After months of committee hearings on a controversial proposal to prohibit coronavirus vaccine mandates, Ohio lawmakers appear ready to move forward with a plan to protect people from being forced to get the vaccine by their employer or in the case of college students, no vaccine could be required by their school. It comes after hospitals, universities, businesses, and the Ohio Chamber of Commerce asked the General Assembly to dump the bill under consideration, HB 248, and allow employers to mandate vaccines.
Rep. Kyle Koehler, R-Springfield, who introduced his own vaccine bill this past week, told WHIO-TV that the House leadership is working on a proposal that takes the best of several plans and puts them into one bill.
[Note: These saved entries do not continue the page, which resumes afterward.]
//! Alert labels stored in the REDCap alert field
//!
//! Field workers read the alert field directly, so it holds a short label
//! such as `TBV@Maluana AZi/Pbo@Mar 04` rather than an enum value. Only the
//! prefix matters when reading a label back.

use crate::config::LabelConfig;
use chrono::NaiveDate;
use fieldalert_domain::{AlertKind, ParticipantHistory, StoredFlag, VisitStatus, VisitType};
use std::collections::HashMap;

/// Placeholder shown when a participant has no known community
const UNKNOWN_COMMUNITY: &str = "?";

/// Values interpolated into a label template
#[derive(Debug, Clone, PartialEq, Eq, Default)]
pub struct LabelContext {
    /// Community name
    pub community: Option<String>,
    /// Date of the most recent dose
    pub last_dose: Option<NaiveDate>,
    /// Whole weeks since the oldest outstanding return date
    pub weeks: i64,
}

impl LabelContext {
    /// Gather label values from a participant history
    ///
    /// `weeks` counts from the most recent return date before `as_of` that
    /// was not followed by a visit.
    pub fn from_history(history: &ParticipantHistory, as_of: NaiveDate) -> Self {
        let last_dose = history.latest_dose().and_then(|d| d.administered_on);
        let overdue_since = history
            .visits
            .iter()
            .filter(|v| v.visit_type == VisitType::Scheduled)
            .filter(|v| v.status != VisitStatus::Done && v.scheduled_on < as_of)
            .map(|v| v.scheduled_on)
            .max();
        let weeks = overdue_since
            .map(|since| (as_of - since).num_days() / 7)
            .unwrap_or(0);

        Self {
            community: history.community.clone(),
            last_dose,
            weeks,
        }
    }
}

/// Renders and recognises alert labels
#[derive(Debug, Clone)]
pub struct LabelCodec {
    config: LabelConfig,
}

impl LabelCodec {
    /// Create a codec for the given templates
    pub fn new(config: LabelConfig) -> Self {
        Self { config }
    }

    /// Render the label for an alert
    ///
    /// # Examples
    ///
    /// ```
    /// use chrono::NaiveDate;
    /// use fieldalert_domain::AlertKind;
    /// use fieldalert_redcap::{LabelCodec, LabelConfig, LabelContext};
    ///
    /// let codec = LabelCodec::new(LabelConfig::default());
    /// let context = LabelContext {
    ///     community: Some("Maluana".to_string()),
    ///     last_dose: NaiveDate::from_ymd_opt(2024, 3, 4),
    ///     weeks: 0,
    /// };
    /// assert_eq!(
    ///     codec.render(AlertKind::HouseholdVisit, &context),
    ///     "TBV@Maluana AZi/Pbo@Mar 04"
    /// );
    /// ```
    pub fn render(&self, kind: AlertKind, context: &LabelContext) -> String {
        let community = context.community.as_deref().unwrap_or(UNKNOWN_COMMUNITY);
        match kind {
            AlertKind::HouseholdVisit => {
                let last_dose = context
                    .last_dose
                    .map(|d| d.format(&self.config.date_format).to_string())
                    .unwrap_or_default();
                self.config
                    .household_template
                    .replace("{community}", community)
                    .replace("{last_dose}", &last_dose)
            }
            AlertKind::NonCompliantVisit => self
                .config
                .non_compliant_template
                .replace("{community}", community)
                .replace("{weeks}", &context.weeks.to_string()),
        }
    }

    /// Interpret a stored alert field value
    ///
    /// Empty means no alert; a known prefix means an engine-managed alert;
    /// anything else was typed by staff.
    pub fn parse(&self, value: &str) -> StoredFlag {
        let value = value.trim();
        if value.is_empty() {
            StoredFlag::Managed(None)
        } else if value.starts_with(&self.config.household_prefix) {
            StoredFlag::Managed(Some(AlertKind::HouseholdVisit))
        } else if value.starts_with(&self.config.non_compliant_prefix) {
            StoredFlag::Managed(Some(AlertKind::NonCompliantVisit))
        } else {
            StoredFlag::Custom(value.to_string())
        }
    }
}

/// Parse a REDCap choice list (`"1, Maluana | 2, Taninga"`) into code -> label
pub fn parse_choices(choices: &str, choice_sep: &str, code_sep: &str) -> HashMap<String, String> {
    choices
        .split(choice_sep)
        .filter_map(|choice| {
            let (code, label) = choice.split_once(code_sep)?;
            Some((code.trim().to_string(), label.trim().to_string()))
        })
        .collect()
}

#[cfg(test)]
mod tests {
    use super::*;
    use fieldalert_domain::{DoseEvent, ScheduledVisit};

    fn codec() -> LabelCodec {
        LabelCodec::new(LabelConfig::default())
    }

    fn date(y: i32, m: u32, d: u32) -> NaiveDate {
        NaiveDate::from_ymd_opt(y, m, d).unwrap()
    }

    #[test]
    fn test_render_non_compliant() {
        let context = LabelContext {
            community: Some("Taninga".to_string()),
            last_dose: None,
            weeks: 5,
        };
        assert_eq!(
            codec().render(AlertKind::NonCompliantVisit, &context),
            "NC@Taninga (5 weeks)"
        );
    }

    #[test]
    fn test_render_without_community() {
        let label = codec().render(AlertKind::NonCompliantVisit, &LabelContext::default());
        assert_eq!(label, "NC@? (0 weeks)");
    }

    #[test]
    fn test_parse_labels() {
        let codec = codec();
        assert_eq!(codec.parse(""), StoredFlag::Managed(None));
        assert_eq!(codec.parse("   "), StoredFlag::Managed(None));
        assert_eq!(
            codec.parse("TBV@Maluana AZi/Pbo@Mar 04"),
            StoredFlag::Managed(Some(AlertKind::HouseholdVisit))
        );
        assert_eq!(
            codec.parse("NC@Taninga (9 weeks)"),
            StoredFlag::Managed(Some(AlertKind::NonCompliantVisit))
        );
        assert_eq!(
            codec.parse("Moved to Maputo"),
            StoredFlag::Custom("Moved to Maputo".to_string())
        );
    }

    #[test]
    fn test_rendered_labels_parse_back() {
        let codec = codec();
        let context = LabelContext {
            community: Some("Ilha Josina".to_string()),
            last_dose: Some(date(2024, 1, 15)),
            weeks: 3,
        };
        for kind in [AlertKind::HouseholdVisit, AlertKind::NonCompliantVisit] {
            let label = codec.render(kind, &context);
            assert_eq!(codec.parse(&label), StoredFlag::Managed(Some(kind)));
        }
    }

    #[test]
    fn test_parse_choices() {
        let choices = parse_choices("1, Maluana | 2, Taninga | 3, Ilha Josina", " | ", ", ");
        assert_eq!(choices.len(), 3);
        assert_eq!(choices["1"], "Maluana");
        assert_eq!(choices["3"], "Ilha Josina");
    }

    #[test]
    fn test_parse_choices_ignores_garbage() {
        let choices = parse_choices("1, Maluana | broken", " | ", ", ");
        assert_eq!(choices.len(), 1);
    }

    #[test]
    fn test_context_weeks_from_latest_outstanding_visit() {
        let history = ParticipantHistory::new("1")
            .with_community("Maluana")
            .with_dose(DoseEvent::new(1, date(2024, 1, 2)))
            .with_visit(ScheduledVisit::done(
                VisitType::Scheduled,
                date(2024, 1, 2),
                date(2024, 1, 3),
            ))
            .with_visit(ScheduledVisit::pending(VisitType::Scheduled, date(2024, 2, 1)));

        let context = LabelContext::from_history(&history, date(2024, 3, 1));
        assert_eq!(context.weeks, 4);
        assert_eq!(context.last_dose, Some(date(2024, 1, 2)));
        assert_eq!(context.community.as_deref(), Some("Maluana"));
    }
}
“I think leadership is taking all of the good things from all of those bills and is coming together with something that we can all support,” Koehler said.
His proposal, HB 424, prohibits any public entity like a government agency or a publicly funded school or university from requiring people to get the vaccine. It deals only with government entities and does not cover private business.
Koehler’s bill also extends a previously passed immunity provision that protects first responders and hospital employees from lawsuits over the spread of COVID. That immunity provision currently in state law expires at the end of September.
Gov. Mike DeWine is expected to oppose any attempt by lawmakers to prohibit businesses, hospitals, or other employers from requiring vaccines. At a statewide briefing Tuesday, DeWine said he supports an employer’s right to issue vaccine mandates for its employees.
“We should not be telling businesses how they should be running their business. If a hospital feels that they want to require everyone to be vaccinated they ought to be able to do it,” DeWine said.
Koehler expects introduction of the new vaccine proposal in the coming week.